Misez sur la variété !

Allergie ou intolérance au lactose ?
Il n'est pas rare d'entendre des convives refuser de goûter un gratin ou un entremets au prétexte qu'ils sont « allergiques au lactose ». Dans la plupart des cas, cette « allergie » correspond en fait à une mauvaise digestion du glucide présent dans le lait (le lactose). « La digestion de ce glucide dépend de la lactase, une enzyme présente dans l'intestin dès la naissance et qui peut diminuer chez certaines personnes avec l'âge », explique le docteur Diana Cardenas, dans La nutrition, 100 questions/réponses pour mieux se nourrir (éditions Ellipses).
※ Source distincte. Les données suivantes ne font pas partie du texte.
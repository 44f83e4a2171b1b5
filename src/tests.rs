use axum::body::{to_bytes, Body};
use axum::http::{Request, StatusCode};
use axum::Router;
use serde_json::{json, Value};
use tempfile::NamedTempFile;
use tower::ServiceExt;

use crate::api::{router, AppState};

fn app(db: &NamedTempFile) -> Router {
    router(AppState {
        db_path: db.path().to_path_buf(),
    })
}

fn get(uri: &str) -> Request<Body> {
    Request::builder().uri(uri).body(Body::empty()).unwrap()
}

fn post_json(uri: &str, body: Value) -> Request<Body> {
    Request::builder()
        .method("POST")
        .uri(uri)
        .header("content-type", "application/json")
        .body(Body::from(body.to_string()))
        .unwrap()
}

async fn send(app: Router, request: Request<Body>) -> (StatusCode, Value) {
    let response = app.oneshot(request).await.unwrap();
    let status = response.status();
    let bytes = to_bytes(response.into_body(), usize::MAX).await.unwrap();
    (status, serde_json::from_slice(&bytes).unwrap_or(Value::Null))
}

fn tabular_pull() -> Value {
    json!([
        {
            "day": "2024-01-01", "spend": 100, "impressions": 1000, "link_clicks": 50,
            "landing_page_views": 40, "checkouts_initiated": 10, "purchases": 2,
            "purchase_revenue": 400, "cost_per_purchase": 50
        },
        {
            "Day": "2024-01-02", "Amount Spent": 30, "Impressions": 0, "Link Clicks": 0,
            "Landing Page Views": 0, "Checkouts Initiated": 0, "Purchases": 0,
            "Purchase Conversion Value": 0, "Cost per Purchase": null
        },
        {
            "day": "2024-01-03", "spend": 70, "impressions": 2000, "link_clicks": 60,
            "landing_page_views": 45, "checkouts_initiated": 9, "purchases": 3,
            "purchase_revenue": 500, "cost_per_purchase": 23.33
        }
    ])
}

#[tokio::test]
async fn test_health_and_root() {
    let db = NamedTempFile::new().unwrap();

    let (status, body) = send(app(&db), get("/health")).await;
    assert_eq!(status, StatusCode::OK);
    assert_eq!(body["status"], "healthy");

    let (status, _) = send(app(&db), get("/")).await;
    assert_eq!(status, StatusCode::OK);
}

#[tokio::test]
async fn test_summary_for_single_day() {
    let db = NamedTempFile::new().unwrap();
    let (status, _) = send(app(&db), post_json("/pulls/rows", tabular_pull())).await;
    assert_eq!(status, StatusCode::OK);

    let (status, body) = send(
        app(&db),
        get("/metrics/summary?start=2024-01-01&end=2024-01-01"),
    )
    .await;
    assert_eq!(status, StatusCode::OK);
    assert_eq!(
        body,
        json!({
            "total_spend": 100.0,
            "total_purchases": 2,
            "cac": 50.0,
            "total_revenue": 400.0,
            "roas": 4.0
        })
    );
}

#[tokio::test]
async fn test_infinite_ratio_serializes_as_null() {
    let db = NamedTempFile::new().unwrap();
    send(app(&db), post_json("/pulls/rows", tabular_pull())).await;

    let (status, body) = send(app(&db), get("/metrics/derived")).await;
    assert_eq!(status, StatusCode::OK);

    let rows = body.as_array().unwrap();
    assert_eq!(rows.len(), 3);
    assert_eq!(rows[0]["ctr"], json!(0.05));
    assert_eq!(rows[0]["day"], "2024-01-01");
    assert_eq!(rows[1]["ctr"], Value::Null);
    assert_eq!(rows[1]["checkout_conversion_rate"], Value::Null);
}

#[tokio::test]
async fn test_out_of_range_selection_is_clamped() {
    let db = NamedTempFile::new().unwrap();
    send(app(&db), post_json("/pulls/rows", tabular_pull())).await;

    let (status, body) = send(
        app(&db),
        get("/metrics/funnel?start=2020-01-01&end=2030-12-31"),
    )
    .await;
    assert_eq!(status, StatusCode::OK);

    let totals: Vec<(String, u64)> = body
        .as_array()
        .unwrap()
        .iter()
        .map(|s| (s["stage"].as_str().unwrap().to_string(), s["total"].as_u64().unwrap()))
        .collect();
    assert_eq!(
        totals,
        vec![
            ("Impressions".to_string(), 3000),
            ("Link Clicks".to_string(), 110),
            ("Landing Page Views".to_string(), 85),
            ("Checkouts Initiated".to_string(), 19),
            ("Purchases".to_string(), 5),
        ]
    );

    // reversed bounds select the same days
    let (_, reversed) = send(
        app(&db),
        get("/metrics/funnel?start=2030-12-31&end=2020-01-01"),
    )
    .await;
    assert_eq!(reversed, body);
}

#[tokio::test]
async fn test_missing_column_is_rejected() {
    let db = NamedTempFile::new().unwrap();
    let mut pull = tabular_pull();
    pull[0].as_object_mut().unwrap().remove("link_clicks");

    let (status, body) = send(app(&db), post_json("/pulls/rows", pull)).await;
    assert_eq!(status, StatusCode::UNPROCESSABLE_ENTITY);
    assert!(body["message"].as_str().unwrap().contains("link_clicks"));

    let (_, rows) = send(app(&db), get("/rows")).await;
    assert_eq!(rows, json!([]));
}

#[tokio::test]
async fn test_counts_out_of_range_or_fractional_are_rejected() {
    let db = NamedTempFile::new().unwrap();

    for (column, value) in [("impressions", json!(1e19)), ("purchases", json!("2.5"))] {
        let mut pull = tabular_pull();
        pull[0][column] = value;

        let (status, body) = send(app(&db), post_json("/pulls/rows", pull)).await;
        assert_eq!(status, StatusCode::UNPROCESSABLE_ENTITY, "{column}");
        assert_eq!(body["status"], "error");
        assert!(body["message"].as_str().unwrap().contains(column));
    }

    let (_, rows) = send(app(&db), get("/rows")).await;
    assert_eq!(rows, json!([]));
}

#[tokio::test]
async fn test_largest_count_is_stored_exactly() {
    let db = NamedTempFile::new().unwrap();
    let mut pull = tabular_pull();
    pull[0]["impressions"] = json!(i64::MAX.to_string());

    let (status, _) = send(app(&db), post_json("/pulls/rows", pull)).await;
    assert_eq!(status, StatusCode::OK);

    let (_, rows) = send(app(&db), get("/rows")).await;
    assert_eq!(rows[0]["impressions"], json!(i64::MAX as u64));
    assert_eq!(rows[1]["reported_roas"], Value::Null);
}

#[tokio::test]
async fn test_insight_missing_field_gets_error_envelope() {
    let db = NamedTempFile::new().unwrap();
    let insights = json!([{
        "date_start": "2024-04-10",
        "impressions": "3000",
        "inline_link_clicks": "90"
    }]);

    let (status, body) = send(app(&db), post_json("/pulls/insights", insights)).await;
    assert_eq!(status, StatusCode::UNPROCESSABLE_ENTITY);
    assert_eq!(body["status"], "error");
    assert!(body["message"].as_str().unwrap().contains("spend"));
}

#[tokio::test]
async fn test_empty_and_duplicate_pulls_are_rejected() {
    let db = NamedTempFile::new().unwrap();

    let (status, _) = send(app(&db), post_json("/pulls/rows", json!([]))).await;
    assert_eq!(status, StatusCode::BAD_REQUEST);

    let mut pull = tabular_pull();
    pull[2]["day"] = json!("2024-01-01");
    let (status, body) = send(app(&db), post_json("/pulls/rows", pull)).await;
    assert_eq!(status, StatusCode::BAD_REQUEST);
    assert!(body["message"].as_str().unwrap().contains("2024-01-01"));
}

#[tokio::test]
async fn test_latest_pull() {
    let db = NamedTempFile::new().unwrap();

    let (status, _) = send(app(&db), get("/pulls/latest")).await;
    assert_eq!(status, StatusCode::NOT_FOUND);

    let (_, stored) = send(app(&db), post_json("/pulls/rows", tabular_pull())).await;
    let (status, latest) = send(app(&db), get("/pulls/latest")).await;
    assert_eq!(status, StatusCode::OK);
    assert_eq!(latest["id"], stored["data"]["pull"]["id"]);
    assert_eq!(latest["row_count"], 3);
}

#[tokio::test]
async fn test_insights_pull_is_flattened() {
    let db = NamedTempFile::new().unwrap();
    let insights = json!([
        {
            "date_start": "2024-04-10",
            "date_stop": "2024-04-10",
            "spend": "90.00",
            "impressions": "3000",
            "inline_link_clicks": "90",
            "actions": [
                {"action_type": "landing_page_view", "value": "70"},
                {"action_type": "initiate_checkout", "value": "9"},
                {"action_type": "purchase", "value": "3"}
            ],
            "action_values": [
                {"action_type": "onsite_web_app_purchase", "value": "540.00"}
            ],
            "purchase_roas": [{"action_type": "omni_purchase", "value": "6.0"}]
        }
    ]);

    let (status, body) = send(app(&db), post_json("/pulls/insights", insights)).await;
    assert_eq!(status, StatusCode::OK);
    assert_eq!(body["data"]["pull"]["row_count"], 1);

    let (_, rows) = send(app(&db), get("/rows")).await;
    assert_eq!(rows[0]["reported_roas"], json!(6.0));
    assert_eq!(rows[0]["landing_page_views"], 70);
    assert_eq!(rows[0]["purchases"], 3);
    assert_eq!(rows[0]["purchase_revenue"], json!(540.0));
    assert_eq!(rows[0]["cost_per_purchase"], json!(30.0));
}

#[tokio::test]
async fn test_dashboard_view() {
    let db = NamedTempFile::new().unwrap();
    send(app(&db), post_json("/pulls/rows", tabular_pull())).await;

    let (status, view) = send(app(&db), get("/dashboard?start=2024-01-02")).await;
    assert_eq!(status, StatusCode::OK);

    assert_eq!(view["bounds"], json!({"start": "2024-01-01", "end": "2024-01-03"}));
    assert_eq!(view["range"], json!({"start": "2024-01-02", "end": "2024-01-03"}));
    assert!(view["last_updated"].is_string());
    assert_eq!(view["rates"].as_array().unwrap().len(), 2);
    assert_eq!(view["kpi_series"][1]["purchases_label"], "3");
    assert_eq!(view["cards"][0]["display"], "R$ 100,00");
    assert_eq!(view["summary"]["total_purchases"], 3);
}

#[tokio::test]
async fn test_dashboard_without_data() {
    let db = NamedTempFile::new().unwrap();

    let (status, view) = send(app(&db), get("/dashboard")).await;
    assert_eq!(status, StatusCode::OK);
    assert_eq!(view["range"], Value::Null);
    assert_eq!(view["funnel"][4]["total"], 0);
}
Cette intolérance au lactose, qui se manifeste par des douleurs abdominales, des ballonnements ou des diarrhées, ne concerne pourtant pas tous les produits laitiers. Comme le rappelle le professeur Fontaine, « le lactose n'existe pratiquement plus dans les yaourts et très peu dans le fromage, du fait du processus de fermentation ». Les yaourts et les produits laitiers fermentés sont en effet mieux tolérés, car les bactéries qu'ils contiennent ont déjà transformé une partie du lactose et continuent de produire de la lactase (qui favorise la digestion du lactose).En revanche, certains individus sont bel et bien allergiques aux protéines du lait, notamment les caséines et la bêta-lactoglobuline. Cette réaction du système immunitaire, qui se manifeste très tôt dans l'enfance et se conjugue souvent avec d'autres allergies alimentaires, disparaît dans 90% des cas entre trois et six ans. Chez l'adulte, l'allergie à la protéine de lait est exceptionnelle.